Rainwater almost everywhere on Earth has unsafe levels of ‘forever chemicals’, according to new research. Per- and poly-fluoroalkyl substances (PFAS) are a large family of human-made chemicals that don’t occur in nature. They are known as ‘forever chemicals’ because they don’t break down in the environment. They have non-stick or stain repellent properties so can be found in household items like food packaging, electronics, cosmetics and cookware. But now researchers at the University of Stockholm have found them in rainwater in most locations on the planet - including Antarctica. There is no safe space to escape them.
Rainwater everywhere is unsafe to drink
Safe guideline levels for some of these forever chemicals have dropped dramatically over the last two decades due to new insights into their toxicity. “There has been an astounding decline in guideline values for PFAS in drinking water in the last 20 years,” says Ian Cousins, lead author of the study and professor at the Department of Environmental Science, Stockholm University. For one well-known substance, the “cancer-causing perfluorooctanoic acid (PFOA)”, water guideline values have declined by 37.5 million times in the US. “Based on the latest US guidelines for PFOA in drinking water, rainwater everywhere would be judged unsafe to drink,” he says. "Although in the industrial world we don’t often drink rainwater, many people around the world expect it to be safe to drink and it supplies many of our drinking water sources.” What risk do ‘forever chemicals’ pose to our health? The health risks of being exposed to these substances have been researched widely. Scientists say that they could be linked to fertility problems, increased risk of cancer and developmental delays in children. But others say that no cause and effect can be proven between these chemicals and poor health. Despite this, and as a result of this new research, some are calling for tighter restrictions on PFAS. “It cannot be that some few benefit economically while polluting the drinking water for millions of others, and causing serious health problems,” says Dr Jane Muncke, managing director of the Food Packing Foundation in Zurich who wasn’t involved in the study. “The vast amounts that it will cost to reduce PFAS in drinking water to levels that are safe, based on current scientific understanding, need to be paid by the industry producing and using these toxic chemicals.” The time to act, she says, is now.

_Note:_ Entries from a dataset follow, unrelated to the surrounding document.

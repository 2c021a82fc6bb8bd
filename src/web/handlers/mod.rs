// src/web/handlers/mod.rs

pub mod cart_handlers;
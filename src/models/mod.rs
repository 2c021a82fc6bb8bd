// src/models/mod.rs

//! Data structures shared by the cart store, the service, and the HTTP layer.

pub mod cart;
pub mod cart_item;

// Re-export the model structs for convenient access
pub use cart::Cart;
pub use cart_item::{CartItem, CartItemUpdate, NewCartItem, PlanType};
// src/lib.rs

//! Shopping-cart backend for a telecom product catalog.
//!
//! Per-user carts hold plan and data add-on line items; the service exposes
//! get-or-create retrieval, item add/update/remove, cart clearing, and a
//! running total. Carts are created lazily on first access and one cart
//! exists per user.
//!
//! Layering (each layer depends only on the one below it):
//!
//! ```text
//! web handlers (actix-web)  →  CartService  →  CartStore (trait)
//!                                                 ├── MemoryCartStore
//!                                                 └── PgCartStore
//! ```

pub mod config;
pub mod errors;
pub mod models;
pub mod services;
pub mod state;
pub mod store;
pub mod web;

pub use config::AppConfig;
pub use errors::{AppError, Result};
pub use services::CartService;
pub use state::AppState;
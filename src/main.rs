// src/main.rs

use std::sync::Arc;

use actix_web::{web as actix_data, App, HttpServer};
use tracing::Level;
use tracing_subscriber::fmt::format::FmtSpan;

use telecart::config::AppConfig;
use telecart::services::CartService;
use telecart::state::AppState;
use telecart::{store, web};

#[actix_web::main]
async fn main() -> std::io::Result<()> {
  // Initialize tracing subscriber for logging
  tracing_subscriber::fmt()
    .with_max_level(Level::INFO)
    .with_env_filter(tracing_subscriber::EnvFilter::from_default_env()) // Allow RUST_LOG override
    .with_span_events(FmtSpan::CLOSE) // Log when spans close, showing duration
    .init();

  tracing::info!("Starting telecom cart server...");

  // Load application configuration
  let app_config = match AppConfig::from_env() {
    Ok(cfg) => Arc::new(cfg),
    Err(e) => {
      tracing::error!(error = %e, "Failed to load application configuration.");
      panic!("Configuration error: {}", e);
    }
  };

  // Select the store backend from DATABASE_URL (memory:// or postgres://)
  let cart_store = match store::connect(&app_config.database_url).await {
    Ok(store) => store,
    Err(e) => {
      tracing::error!(error = %e, "Failed to initialize the cart store.");
      panic!("Store initialization error: {}", e);
    }
  };

  let cart_service = Arc::new(CartService::new(cart_store));

  let app_state = AppState {
    cart_service,
    config: app_config.clone(),
  };

  // Configure and start the Actix Web server
  let server_address = format!("{}:{}", app_config.server_host, app_config.api_port);
  tracing::info!("Attempting to bind server to {}...", server_address);

  let server = HttpServer::new(move || {
    App::new()
      .app_data(actix_data::Data::new(app_state.clone())) // Share AppState with handlers
      .wrap(tracing_actix_web::TracingLogger::default()) // Actix middleware for tracing requests
      .configure(web::routes::configure_app_routes)
  })
  .bind(&server_address)?;

  tracing::info!("Server is running on port {}", app_config.api_port);
  server.run().await
}
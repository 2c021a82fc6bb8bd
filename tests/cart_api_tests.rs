// tests/cart_api_tests.rs

mod common;

use std::sync::Arc;

use actix_web::http::StatusCode;
use actix_web::{test, web, App};
use serde_json::{json, Value};

use common::init_tracing;
use telecart::config::AppConfig;
use telecart::services::CartService;
use telecart::state::AppState;
use telecart::store::MemoryCartStore;
use telecart::web::routes::configure_app_routes;

fn test_state() -> AppState {
  AppState {
    cart_service: Arc::new(CartService::new(Arc::new(MemoryCartStore::new()))),
    config: Arc::new(AppConfig {
      server_host: "127.0.0.1".to_string(),
      api_port: 3000,
      database_url: "memory://".to_string(),
    }),
  }
}

macro_rules! test_app {
  () => {
    test::init_service(
      App::new()
        .app_data(web::Data::new(test_state()))
        .configure(configure_app_routes),
    )
    .await
  };
}

#[actix_web::test]
async fn health_probe_answers_ok() {
  init_tracing();
  let app = test_app!();

  let resp = test::call_service(&app, test::TestRequest::get().uri("/api/health").to_request()).await;
  assert_eq!(resp.status(), StatusCode::OK);

  let body: Value = test::read_body_json(resp).await;
  assert_eq!(body, json!("OK"));
}

#[actix_web::test]
async fn index_describes_the_api_surface() {
  init_tracing();
  let app = test_app!();

  let resp = test::call_service(&app, test::TestRequest::get().uri("/").to_request()).await;
  assert_eq!(resp.status(), StatusCode::OK);

  let body: Value = test::read_body_json(resp).await;
  assert_eq!(body["message"], "Telecom Cart Experience API");
  assert_eq!(body["endpoints"]["cart"], "/api/cart/:userId");
  assert_eq!(body["endpoints"]["getTotal"], "GET /api/cart/:userId/total");
}

#[actix_web::test]
async fn get_cart_creates_and_returns_camel_case_json() {
  init_tracing();
  let app = test_app!();

  let resp = test::call_service(&app, test::TestRequest::get().uri("/api/cart/user123").to_request()).await;
  assert_eq!(resp.status(), StatusCode::OK);

  let body: Value = test::read_body_json(resp).await;
  assert_eq!(body["userId"], "user123");
  assert_eq!(body["items"], json!([]));
  assert!(body["createdAt"].is_string());
  assert!(body["updatedAt"].is_string());
}

#[actix_web::test]
async fn add_item_returns_201_with_the_canonical_plan_type() {
  init_tracing();
  let app = test_app!();

  let payload = json!({
    "productId": "prod-001",
    "productName": "Premium Data Plan",
    "quantity": 1,
    "price": 49.99,
    "planType": "postpaid", // lower-case input is accepted
    "dataAllowance": "50GB"
  });
  let resp = test::call_service(
    &app,
    test::TestRequest::post()
      .uri("/api/cart/user123/items")
      .set_json(&payload)
      .to_request(),
  )
  .await;
  assert_eq!(resp.status(), StatusCode::CREATED);

  let body: Value = test::read_body_json(resp).await;
  assert_eq!(body["items"].as_array().unwrap().len(), 1);
  let stored = &body["items"][0];
  assert_eq!(stored["productId"], "prod-001");
  assert_eq!(stored["planType"], "POSTPAID"); // normalized wire form
  assert_eq!(stored["dataAllowance"], "50GB");
  assert!(stored["id"].is_string());
}

#[actix_web::test]
async fn add_item_with_missing_fields_is_rejected_before_the_service_runs() {
  init_tracing();
  let app = test_app!();

  let resp = test::call_service(
    &app,
    test::TestRequest::post()
      .uri("/api/cart/user123/items")
      .set_json(json!({ "productId": "prod-001" }))
      .to_request(),
  )
  .await;
  assert_eq!(resp.status(), StatusCode::BAD_REQUEST);

  let body: Value = test::read_body_json(resp).await;
  let message = body["error"].as_str().unwrap();
  assert!(message.contains("productName"));
  assert!(message.contains("quantity"));
  assert!(message.contains("price"));

  // Nothing was added.
  let resp = test::call_service(&app, test::TestRequest::get().uri("/api/cart/user123").to_request()).await;
  let body: Value = test::read_body_json(resp).await;
  assert_eq!(body["items"], json!([]));
}

#[actix_web::test]
async fn update_item_applies_partial_changes() {
  init_tracing();
  let app = test_app!();

  let resp = test::call_service(
    &app,
    test::TestRequest::post()
      .uri("/api/cart/user123/items")
      .set_json(json!({
        "productId": "prod-001",
        "productName": "Premium Plan",
        "quantity": 1,
        "price": 49.99
      }))
      .to_request(),
  )
  .await;
  let body: Value = test::read_body_json(resp).await;
  let item_id = body["items"][0]["id"].as_str().unwrap().to_string();

  let resp = test::call_service(
    &app,
    test::TestRequest::put()
      .uri(&format!("/api/cart/user123/items/{}", item_id))
      .set_json(json!({ "quantity": 3 }))
      .to_request(),
  )
  .await;
  assert_eq!(resp.status(), StatusCode::OK);

  let body: Value = test::read_body_json(resp).await;
  assert_eq!(body["items"][0]["quantity"], 3);
  assert_eq!(body["items"][0]["price"], 49.99);
}

#[actix_web::test]
async fn updating_an_unknown_item_maps_to_404() {
  init_tracing();
  let app = test_app!();

  let resp = test::call_service(
    &app,
    test::TestRequest::put()
      .uri("/api/cart/user123/items/5a1e306d-1e5e-4ac0-bd95-6c7c4b0f8c31")
      .set_json(json!({ "quantity": 2 }))
      .to_request(),
  )
  .await;
  assert_eq!(resp.status(), StatusCode::NOT_FOUND);

  let body: Value = test::read_body_json(resp).await;
  assert_eq!(body["error"], "Item not found in cart");
}

#[actix_web::test]
async fn malformed_item_ids_are_indistinguishable_from_missing_items() {
  init_tracing();
  let app = test_app!();

  let resp = test::call_service(
    &app,
    test::TestRequest::delete()
      .uri("/api/cart/user123/items/not-a-real-id")
      .to_request(),
  )
  .await;
  assert_eq!(resp.status(), StatusCode::NOT_FOUND);

  let body: Value = test::read_body_json(resp).await;
  assert_eq!(body["error"], "Item not found in cart");
}

#[actix_web::test]
async fn remove_item_returns_the_shrunken_cart() {
  init_tracing();
  let app = test_app!();

  for (product_id, name, quantity, price) in [("prod-001", "Premium Plan", 1, 49.99), ("prod-002", "Basic Plan", 2, 19.99)] {
    let resp = test::call_service(
      &app,
      test::TestRequest::post()
        .uri("/api/cart/user123/items")
        .set_json(json!({
          "productId": product_id,
          "productName": name,
          "quantity": quantity,
          "price": price
        }))
        .to_request(),
    )
    .await;
    assert_eq!(resp.status(), StatusCode::CREATED);
  }

  let resp = test::call_service(&app, test::TestRequest::get().uri("/api/cart/user123").to_request()).await;
  let body: Value = test::read_body_json(resp).await;
  let first_item_id = body["items"][0]["id"].as_str().unwrap().to_string();

  let resp = test::call_service(
    &app,
    test::TestRequest::delete()
      .uri(&format!("/api/cart/user123/items/{}", first_item_id))
      .to_request(),
  )
  .await;
  assert_eq!(resp.status(), StatusCode::OK);

  let body: Value = test::read_body_json(resp).await;
  assert_eq!(body["items"].as_array().unwrap().len(), 1);
  assert_eq!(body["items"][0]["productId"], "prod-002");
}

#[actix_web::test]
async fn clear_cart_keeps_the_cart_record() {
  init_tracing();
  let app = test_app!();

  let resp = test::call_service(
    &app,
    test::TestRequest::post()
      .uri("/api/cart/user123/items")
      .set_json(json!({
        "productId": "prod-001",
        "productName": "Premium Plan",
        "quantity": 1,
        "price": 49.99
      }))
      .to_request(),
  )
  .await;
  let body: Value = test::read_body_json(resp).await;
  let cart_id = body["id"].as_str().unwrap().to_string();

  let resp = test::call_service(&app, test::TestRequest::delete().uri("/api/cart/user123").to_request()).await;
  assert_eq!(resp.status(), StatusCode::OK);

  let body: Value = test::read_body_json(resp).await;
  assert_eq!(body["id"], cart_id.as_str());
  assert_eq!(body["items"], json!([]));
}

#[actix_web::test]
async fn total_endpoint_reports_user_and_total() {
  init_tracing();
  let app = test_app!();

  let resp = test::call_service(
    &app,
    test::TestRequest::post()
      .uri("/api/cart/user123/items")
      .set_json(json!({
        "productId": "prod-001",
        "productName": "Premium Plan",
        "quantity": 2,
        "price": 49.99
      }))
      .to_request(),
  )
  .await;
  assert_eq!(resp.status(), StatusCode::CREATED);

  let resp = test::call_service(&app, test::TestRequest::get().uri("/api/cart/user123/total").to_request()).await;
  assert_eq!(resp.status(), StatusCode::OK);

  let body: Value = test::read_body_json(resp).await;
  assert_eq!(body, json!({ "userId": "user123", "total": 99.98 }));
}

#[actix_web::test]
async fn foreign_item_mutations_map_to_404_for_the_other_user() {
  init_tracing();
  let app = test_app!();

  let resp = test::call_service(
    &app,
    test::TestRequest::post()
      .uri("/api/cart/user-a/items")
      .set_json(json!({
        "productId": "prod-001",
        "productName": "Premium Plan",
        "quantity": 1,
        "price": 49.99
      }))
      .to_request(),
  )
  .await;
  let body: Value = test::read_body_json(resp).await;
  let item_id = body["items"][0]["id"].as_str().unwrap().to_string();

  // User B holds A's item id; both mutation routes must 404.
  let resp = test::call_service(
    &app,
    test::TestRequest::put()
      .uri(&format!("/api/cart/user-b/items/{}", item_id))
      .set_json(json!({ "quantity": 99 }))
      .to_request(),
  )
  .await;
  assert_eq!(resp.status(), StatusCode::NOT_FOUND);

  let resp = test::call_service(
    &app,
    test::TestRequest::delete()
      .uri(&format!("/api/cart/user-b/items/{}", item_id))
      .to_request(),
  )
  .await;
  assert_eq!(resp.status(), StatusCode::NOT_FOUND);

  let body: Value = test::read_body_json(resp).await;
  assert_eq!(body["error"], "Item not found in cart");
}
//! Batch aggregation: discover the latest run's result files, summarize
//! each source, correlate across sources, and assemble one combined
//! insight document for the downstream recommendation synthesizer.

pub mod batch;
pub mod correlate;

use std::fs;
use std::path::{Path, PathBuf};

use chrono::Utc;
use finance_analysis::FinanceAnalysisEngine;
use insight_core::{
    CombinedInsight, InsightError, InsightMetadata, SourceSummary, SourceSummarizer,
};
use social_analysis::SocialAnalysisEngine;
use trends_analysis::TrendsAnalysisEngine;

pub use batch::RunBatch;

/// Source names as they appear as top-level keys in the raw result files.
pub const FINANCE_SOURCE: &str = "finance";
pub const SOCIAL_PLATFORMS: &[&str] = &["meta", "tiktok"];
pub const TRENDS_SOURCE: &str = "google_trends";

/// Default filename pattern written by the upstream fetch layer.
pub const DEFAULT_PATTERN: &str = "combined_api_results_*.json";

pub struct InsightAggregator {
    finance: FinanceAnalysisEngine,
    social: SocialAnalysisEngine,
    trends: TrendsAnalysisEngine,
}

impl InsightAggregator {
    pub fn new() -> Self {
        Self::with_engines(
            FinanceAnalysisEngine::new(),
            SocialAnalysisEngine::new(),
            TrendsAnalysisEngine::new(),
        )
    }

    /// Explicit engine injection, e.g. for a different currency pair or a
    /// custom forecast chain.
    pub fn with_engines(
        finance: FinanceAnalysisEngine,
        social: SocialAnalysisEngine,
        trends: TrendsAnalysisEngine,
    ) -> Self {
        Self {
            finance,
            social,
            trends,
        }
    }

    /// Aggregate the most recent run batch found in `dir`.
    ///
    /// The only failure is the absence of any usable input file. Every
    /// other problem — unreadable files, malformed records, sources with
    /// nothing extractable — degrades to an empty section of the result.
    pub fn aggregate(&self, dir: &Path, pattern: &str) -> Result<CombinedInsight, InsightError> {
        let batch = batch::load_batch(dir, pattern)?;
        tracing::info!(
            timestamp = %batch.timestamp,
            sources = batch.records.len(),
            "aggregating run batch"
        );

        let finance = batch
            .records
            .get(FINANCE_SOURCE)
            .map(|records| self.finance.summarize(records))
            .unwrap_or_default();

        let mut social = SourceSummary::new();
        for &platform in SOCIAL_PLATFORMS {
            let Some(records) = batch.records.get(platform) else {
                continue;
            };
            if let Some(analysis) = self.social.analyze_platform(records) {
                social.insert(platform, analysis);
            }
        }

        let trends = batch
            .records
            .get(TRENDS_SOURCE)
            .map(|records| self.trends.summarize(records))
            .unwrap_or_default();

        let cross_platform_analysis = correlate::cross_platform_correlations(&social, &trends);

        let metadata = InsightMetadata {
            analysis_timestamp: Utc::now(),
            batch_timestamp: batch.timestamp.clone(),
            data_sources: batch.records.keys().cloned().collect(),
            number_of_samples: batch
                .records
                .iter()
                .map(|(source, records)| (source.clone(), records.len()))
                .collect(),
        };

        Ok(CombinedInsight {
            finance,
            social,
            trends,
            cross_platform_analysis,
            metadata,
        })
    }
}

impl Default for InsightAggregator {
    fn default() -> Self {
        Self::new()
    }
}

/// Write the document to `statistical_insights_{YYYYMMDD_HHMMSS}.json` in
/// `dir`, returning the written path.
pub fn save_insights(insight: &CombinedInsight, dir: &Path) -> Result<PathBuf, InsightError> {
    let stamp = Utc::now().format("%Y%m%d_%H%M%S");
    let path = dir.join(format!("statistical_insights_{stamp}.json"));
    let body = serde_json::to_string_pretty(insight)?;
    fs::write(&path, body)?;
    Ok(path)
}
use crate::{RawSourceRecord, SourceSummary};

/// A per-source statistics engine. Implementations must tolerate absent or
/// malformed fields by degrading to an empty summary; they never fail.
pub trait SourceSummarizer: Send + Sync {
    fn summarize(&self, records: &[RawSourceRecord]) -> SourceSummary;
}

Children and adults in Ghana are at risk
Children and adults are at risk of dangerous health effects from drinking roof runoffs. That is the conclusion of a research by the scientists at the Department of Chemistry, Kwame Nkrumah University of Science and Technology. With no potable water running through taps in many homes in Ghana, rainwater harvesting is an alternative source of water. However, the roofing materials have been identified to affect the water quality. The research published in the 2022 edition of the journal, Science of the Total Environment, sought to find certain substances and how they can impact consumers’ health. “We wanted to assess heavy metals concentration, physicochemical and bacteriological parameters in roof runoffs and estimate the water quality index and health risk these metals pose to consumers,” lead scientist, Prof. Osei Akoto said. For the study, rainwater was harvested from Aluzinc, Aluminum, Galvanized, and Asbestos roofing materials within the Ejisu municipality. The scientists used rainwater collected directly from the sky as comparison. They found heavy metals such as Cadmium, iron, chromium and some germs were above the WHO standard. Cadmium in runoffs from asbestos roofing, for instance, was found to pose the biggest risk. “All runoffs from the four roofing materials recorded Cd, Fe, Cr, turbidity, pH, E.coli, total and fecal coliform levels above WHO limit for drinking water. “Cadmium recorded the highest non-cancer health risk to children and adults in all the roof runoffs,” he explained. “The estimated water quality index for runoffs from the four roofing materials exceeded 100 indicating their unsuitability for drinking. “Hazard quotients of 9.53 and 4.08 were estimated for a child and an adult respectively via oral exposure to Cd in runoffs from Asbestos roofing material,” he said. The water collected directly from the sky was however much safer. “There was a significant variation in pH, EC, Zn, Cd, Cr, Fe, E. coli, total and fecal coliform levels between control samples and roof runoffs,” he noted. The researchers are therefore advising against drinking rainwater.